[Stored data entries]
//! Bulk admin creation from CSV
//!
//! Header names are matched exactly: `Email`, `Name`, `Role` and optional `Phone`.
//! Only data values are trimmed, header cells are compared verbatim.
//! A bad row is reported and skipped; it never aborts the file.

use std::io::Read;
use std::path::Path;
use std::sync::Arc;

use csv::{ReaderBuilder, StringRecord, Trim};
use tracing::{debug, instrument, warn};

use crate::application::services::ProvisioningService;
use crate::application::{ApplicationError, ApplicationResult, IoResultExt};
use crate::domain::{AdminRecord, DomainError, ProvisionOutcome};
use crate::infrastructure::traits::FileSystem;

pub const EMAIL_COLUMN: &str = "Email";
pub const NAME_COLUMN: &str = "Name";
pub const ROLE_COLUMN: &str = "Role";
pub const PHONE_COLUMN: &str = "Phone";

/// Result for one CSV data row (rows are 1-based, header excluded).
#[derive(Debug, Clone, PartialEq, Eq)]
pub enum BatchEntry {
    Provisioned {
        row: usize,
        record: AdminRecord,
        outcome: ProvisionOutcome,
    },
    Skipped {
        row: usize,
        error: DomainError,
    },
}

impl BatchEntry {
    pub fn row(&self) -> usize {
        match self {
            Self::Provisioned { row, .. } | Self::Skipped { row, .. } => *row,
        }
    }
}

/// Per-run tally of batch results.
#[derive(Debug, Clone, Default, PartialEq, Eq)]
pub struct BatchSummary {
    pub created: usize,
    pub create_failed: usize,
    pub activation_failed: usize,
    pub skipped: usize,
}

impl BatchSummary {
    fn record(&mut self, entry: &BatchEntry) {
        match entry {
            BatchEntry::Provisioned { outcome, .. } => match outcome {
                ProvisionOutcome::Created(_) => self.created += 1,
                ProvisionOutcome::CreateFailed { .. } => self.create_failed += 1,
                ProvisionOutcome::ActivationFailed { .. } => self.activation_failed += 1,
            },
            BatchEntry::Skipped { .. } => self.skipped += 1,
        }
    }

    /// Number of rows that reached the provisioning workflow.
    pub fn provisioned(&self) -> usize {
        self.created + self.create_failed + self.activation_failed
    }

    pub fn total(&self) -> usize {
        self.provisioned() + self.skipped
    }
}

/// Column positions resolved from the header row.
struct Columns {
    email: Option<usize>,
    name: Option<usize>,
    role: Option<usize>,
    phone: Option<usize>,
}

impl Columns {
    fn locate(headers: &StringRecord) -> Self {
        let find = |name: &str| headers.iter().position(|h| h == name);
        Self {
            email: find(EMAIL_COLUMN),
            name: find(NAME_COLUMN),
            role: find(ROLE_COLUMN),
            phone: find(PHONE_COLUMN),
        }
    }

    fn admin_record(&self, row: usize, record: &StringRecord) -> Result<AdminRecord, DomainError> {
        let get = |idx: Option<usize>| idx.and_then(|i| record.get(i));
        AdminRecord::from_fields(
            row,
            get(self.email),
            get(self.name),
            get(self.role),
            get(self.phone),
        )
    }
}

/// Drives the provisioning workflow over every row of a CSV input.
pub struct BatchService {
    fs: Arc<dyn FileSystem>,
    provisioning: ProvisioningService,
}

impl BatchService {
    pub fn new(fs: Arc<dyn FileSystem>, provisioning: ProvisioningService) -> Self {
        Self { fs, provisioning }
    }

    /// Process the CSV file at `path`.
    pub fn run_file<F>(&self, path: &Path, on_entry: F) -> ApplicationResult<BatchSummary>
    where
        F: FnMut(&BatchEntry),
    {
        let input = self
            .fs
            .open(path)
            .with_path_context("open CSV file", path)?;
        self.run(input, on_entry)
    }

    /// Process CSV rows strictly in input order.
    ///
    /// `on_entry` sees every row result as soon as it is known.
    #[instrument(skip_all)]
    pub fn run<R, F>(&self, input: R, mut on_entry: F) -> ApplicationResult<BatchSummary>
    where
        R: Read,
        F: FnMut(&BatchEntry),
    {
        let mut reader = ReaderBuilder::new()
            .flexible(true)
            .trim(Trim::Fields)
            .from_reader(input);

        let headers = reader
            .headers()
            .map_err(|e| csv_failure("read CSV header", e))?
            .clone();
        let columns = Columns::locate(&headers);
        debug!("CSV header: {:?}", headers);

        let mut summary = BatchSummary::default();
        for (idx, result) in reader.records().enumerate() {
            let row = idx + 1;
            let entry = match result {
                Ok(record) => match columns.admin_record(row, &record) {
                    Ok(record) => {
                        let outcome = self.provisioning.provision_one(&record);
                        BatchEntry::Provisioned {
                            row,
                            record,
                            outcome,
                        }
                    }
                    Err(error) => BatchEntry::Skipped { row, error },
                },
                Err(e) if e.is_io_error() => return Err(csv_failure("read CSV row", e)),
                Err(e) => BatchEntry::Skipped {
                    row,
                    error: DomainError::MalformedRow {
                        row,
                        message: e.to_string(),
                    },
                },
            };

            if let BatchEntry::Skipped { error, .. } = &entry {
                warn!("skipping: {}", error);
            }
            summary.record(&entry);
            on_entry(&entry);
        }

        debug!("batch summary: {:?}", summary);
        Ok(summary)
    }
}

fn csv_failure(context: &str, e: csv::Error) -> ApplicationError {
    ApplicationError::OperationFailed {
        context: context.to_string(),
        source: Box::new(e),
    }
}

→ **Action item**
Tell me how many lines in the entries contain the string "created", and give nothing besides that number.

→ **Response area**
3